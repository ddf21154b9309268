//! Benchmark service used for latency and throughput measurements.

use super::errors::{MethodError, ServiceCallError};
use super::registry::ServiceInstance;
use super::service::RemoteServiceCaller;
use super::value::CallValue;

use nodelink_types::InstanceNodeSessionId;
use std::sync::Arc;
use std::time::Duration;

pub const BENCHMARK_SERVICE: &str = "nodelink.RemoteBenchmarkService";
pub const RESPOND_METHOD: &str = "respond";

/// Upper bound for generated responses. The bytes travel as a JSON array
/// inside a base64 body, so the encoded response frame stays under
/// `MAX_MESSAGE_SIZE`.
pub const MAX_RESPONSE_SIZE: u64 = 4 * 1024 * 1024;

/// `respond(input, response_size, delay_ms)`: waits `delay_ms` and returns
/// `response_size` bytes. The input is only carried to measure request size.
pub fn benchmark_service() -> Arc<ServiceInstance> {
    ServiceInstance::builder(BENCHMARK_SERVICE)
        .remote_method(RESPOND_METHOD, |_ctx, params| async move {
            let [input, size, delay] = <[CallValue; 3]>::try_from(params).map_err(|p| {
                MethodError::invalid_argument(format!("expected 3 parameters, got {}", p.len()))
            })?;
            let _input: String = input.to_data()?;
            let size: u64 = size.to_data()?;
            let delay_ms: u64 = delay.to_data()?;
            if size > MAX_RESPONSE_SIZE {
                return Err(MethodError::invalid_argument(format!(
                    "response size {size} exceeds {MAX_RESPONSE_SIZE}"
                )));
            }
            if delay_ms > 0 {
                tokio::time::sleep(Duration::from_millis(delay_ms)).await;
            }
            let response = vec![0u8; size as usize];
            Ok::<_, MethodError>(CallValue::Data(serde_json::json!(response)))
        })
        .build()
}

/// Typed client for the benchmark service on one node.
pub struct RemoteBenchmarkClient {
    caller: Arc<dyn RemoteServiceCaller>,
    target: InstanceNodeSessionId,
}

impl RemoteBenchmarkClient {
    pub fn new(caller: Arc<dyn RemoteServiceCaller>, target: InstanceNodeSessionId) -> Self {
        Self { caller, target }
    }

    pub async fn respond(
        &self,
        input: &str,
        response_size: u64,
        delay_ms: u64,
    ) -> Result<Vec<u8>, ServiceCallError> {
        let value = self
            .caller
            .call_service(
                &self.target,
                BENCHMARK_SERVICE,
                RESPOND_METHOD,
                vec![
                    CallValue::from(input),
                    CallValue::from(response_size),
                    CallValue::from(delay_ms),
                ],
            )
            .await?;
        value
            .to_data()
            .map_err(|e| ServiceCallError::remote(format!("Unexpected benchmark response: {e}")))
    }
}

#[cfg(test)]
mod tests {
    use super::*;
    use crate::rpc::registry::CallContext;

    fn ctx() -> CallContext {
        CallContext {
            caller: InstanceNodeSessionId::new("a", "1"),
            local: InstanceNodeSessionId::new("b", "1"),
        }
    }

    #[tokio::test]
    async fn test_respond_size() {
        let service = benchmark_service();
        let entry = service.method(RESPOND_METHOD).unwrap();
        assert!(entry.remote_accessible);
        let value = entry
            .method
            .invoke(
                ctx(),
                vec![
                    CallValue::from("dummy"),
                    CallValue::from(99u64),
                    CallValue::from(1u64),
                ],
            )
            .await
            .unwrap();
        assert_eq!(value.to_data::<Vec<u8>>().unwrap().len(), 99);
    }

    #[tokio::test]
    async fn test_respond_rejects_wrong_arity() {
        let service = benchmark_service();
        let err = service
            .method(RESPOND_METHOD)
            .unwrap()
            .method
            .invoke(ctx(), vec![CallValue::from("dummy")])
            .await
            .unwrap_err();
        assert_eq!(err.type_name, "InvalidArgument");
    }
}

################

**TASK INSTRUCTIONS**
Set down exactly the lines that begin the records and continue through the line bearing "let _input: String"; include both ends.

**RESPONSE**
repository ddf21154b9309268
//! Benchmark service used for latency and throughput measurements.

use super::errors::{MethodError, ServiceCallError};
use super::registry::ServiceInstance;
use super::service::RemoteServiceCaller;
use super::value::CallValue;

use nodelink_types::InstanceNodeSessionId;
use std::sync::Arc;
use std::time::Duration;

pub const BENCHMARK_SERVICE: &str = "nodelink.RemoteBenchmarkService";
pub const RESPOND_METHOD: &str = "respond";

/// Upper bound for generated responses. The bytes travel as a JSON array
/// inside a base64 body, so the encoded response frame stays under
/// `MAX_MESSAGE_SIZE`.
pub const MAX_RESPONSE_SIZE: u64 = 4 * 1024 * 1024;

/// `respond(input, response_size, delay_ms)`: waits `delay_ms` and returns
/// `response_size` bytes. The input is only carried to measure request size.
pub fn benchmark_service() -> Arc<ServiceInstance> {
    ServiceInstance::builder(BENCHMARK_SERVICE)
        .remote_method(RESPOND_METHOD, |_ctx, params| async move {
            let [input, size, delay] = <[CallValue; 3]>::try_from(params).map_err(|p| {
                MethodError::invalid_argument(format!("expected 3 parameters, got {}", p.len()))
            })?;
            let _input: String = input.to_data()?;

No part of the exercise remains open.